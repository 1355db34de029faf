//! Store gateway backed by the Nix CLI.
//!
//! Every operation shells out to `nix-store`/`nix` with argument-list
//! spawns; nothing here ever goes through a shell. Children are spawned
//! with `kill_on_drop` so an abandoned response stream does not leave a
//! dumper behind.

use std::io::Cursor;
use std::path::{Path, PathBuf};
use std::pin::Pin;
use std::process::Stdio;
use std::task::{Context, Poll};

use anyhow::anyhow;
use serde::Deserialize;
use tokio::io::{self, AsyncRead, ReadBuf};
use tokio::process::{Child, ChildStdout, Command};

use nixmirror_common::hash::Hash;
use nixmirror_common::store_path::StorePathHash;

use crate::error::{ErrorKind, ServerError, ServerResult};
use super::{Download, PathInfo, StoreBackend};

/// Store gateway driving the local Nix store through the CLI.
#[derive(Debug)]
pub struct NixStoreBackend {
    store_dir: PathBuf,
}

impl NixStoreBackend {
    pub fn new(store_dir: PathBuf) -> Self {
        Self { store_dir }
    }
}

/// One entry of `nix path-info --json` output.
#[derive(Debug, Deserialize)]
struct RawPathInfo {
    #[serde(rename = "narHash")]
    nar_hash: String,
    #[serde(rename = "narSize")]
    nar_size: u64,
    #[serde(default)]
    references: Vec<String>,
    #[serde(default)]
    deriver: Option<String>,
    #[serde(rename = "registrationTime", default)]
    registration_time: Option<i64>,
    #[serde(default)]
    signatures: Vec<String>,
}

#[async_trait::async_trait]
impl StoreBackend for NixStoreBackend {
    async fn lookup_by_hash_part(&self, hash: &StorePathHash) -> ServerResult<Option<PathBuf>> {
        let prefix = format!("{}-", hash.as_str());

        let mut entries = tokio::fs::read_dir(&self.store_dir)
            .await
            .map_err(ServerError::store_error)?;
        while let Some(entry) = entries
            .next_entry()
            .await
            .map_err(ServerError::store_error)?
        {
            let name = entry.file_name();
            let Some(name) = name.to_str() else {
                continue;
            };
            if name.starts_with(&prefix) {
                return Ok(Some(self.store_dir.join(name)));
            }
        }

        Ok(None)
    }

    async fn query_path_info(&self, store_path: &Path) -> ServerResult<PathInfo> {
        let output = Command::new("nix")
            .args(["path-info", "--json"])
            .arg(store_path)
            .output()
            .await
            .map_err(ServerError::store_error)?;
        if !output.status.success() {
            return Err(ErrorKind::StoreError(anyhow!(
                "nix path-info {} failed: {}",
                store_path.display(),
                String::from_utf8_lossy(&output.stderr).trim(),
            ))
            .into());
        }

        // Older releases emit an array of objects, newer ones a map
        // keyed by store path.
        let value: serde_json::Value =
            serde_json::from_slice(&output.stdout).map_err(ServerError::store_error)?;
        let entry = match value {
            serde_json::Value::Array(mut entries) if !entries.is_empty() => entries.remove(0),
            serde_json::Value::Object(mut map) if !map.is_empty() => {
                let key = store_path.to_string_lossy().into_owned();
                match map.remove(&key) {
                    Some(entry) => entry,
                    None => map.into_iter().next().map(|(_, entry)| entry).unwrap(),
                }
            }
            _ => {
                return Err(ErrorKind::StoreError(anyhow!(
                    "nix path-info {} returned no entries",
                    store_path.display(),
                ))
                .into())
            }
        };
        let raw: RawPathInfo =
            serde_json::from_value(entry).map_err(ServerError::store_error)?;

        Ok(PathInfo {
            deriver: raw.deriver.map(PathBuf::from),
            nar_hash: Hash::parse(&raw.nar_hash).map_err(ErrorKind::StoreError)?,
            nar_size: raw.nar_size,
            registration_time: raw.registration_time.unwrap_or(0),
            references: raw.references.into_iter().map(PathBuf::from).collect(),
            sigs: raw.signatures,
        })
    }

    async fn stream_path(&self, store_path: &Path) -> ServerResult<Download> {
        let mut child = Command::new("nix-store")
            .arg("--dump")
            .arg(store_path)
            .stdout(Stdio::piped())
            .stderr(Stdio::null())
            .kill_on_drop(true)
            .spawn()
            .map_err(ServerError::store_error)?;

        let stdout = child.stdout.take().expect("stdout is piped");
        Ok(Download::AsyncRead(Box::new(ChildStream {
            stdout,
            _child: child,
        })))
    }

    async fn restore_path(
        &self,
        store_path: &Path,
        mut nar: Box<dyn AsyncRead + Unpin + Send>,
    ) -> ServerResult<()> {
        let mut child = Command::new("nix-store")
            .arg("--restore")
            .arg(store_path)
            .stdin(Stdio::piped())
            .stdout(Stdio::null())
            .stderr(Stdio::piped())
            .kill_on_drop(true)
            .spawn()
            .map_err(ServerError::store_error)?;

        let mut stdin = child.stdin.take().expect("stdin is piped");
        let copied = io::copy(&mut nar, &mut stdin).await;
        // close stdin so the restorer sees EOF
        drop(stdin);

        let output = child
            .wait_with_output()
            .await
            .map_err(ServerError::store_error)?;
        if !output.status.success() {
            return Err(ErrorKind::StoreError(anyhow!(
                "nix-store --restore {} failed: {}",
                store_path.display(),
                String::from_utf8_lossy(&output.stderr).trim(),
            ))
            .into());
        }
        copied.map_err(ServerError::store_error)?;

        Ok(())
    }

    async fn read_build_log(&self, store_path: &Path) -> ServerResult<Option<Download>> {
        let output = Command::new("nix-store")
            .arg("--read-log")
            .arg(store_path)
            .output()
            .await
            .map_err(ServerError::store_error)?;

        if !output.status.success() {
            return Ok(None);
        }
        Ok(Some(Download::AsyncRead(Box::new(Cursor::new(
            output.stdout,
        )))))
    }
}

/// A child's stdout that keeps the child alive for as long as the
/// stream is read.
struct ChildStream {
    stdout: ChildStdout,
    _child: Child,
}

impl AsyncRead for ChildStream {
    fn poll_read(
        mut self: Pin<&mut Self>,
        cx: &mut Context<'_>,
        buf: &mut ReadBuf<'_>,
    ) -> Poll<io::Result<()>> {
        Pin::new(&mut self.stdout).poll_read(cx, buf)
    }
}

- **What you will do**:
If a line in the data above contains the string "signatures", count it; then state only the total.

- **Written response**:
2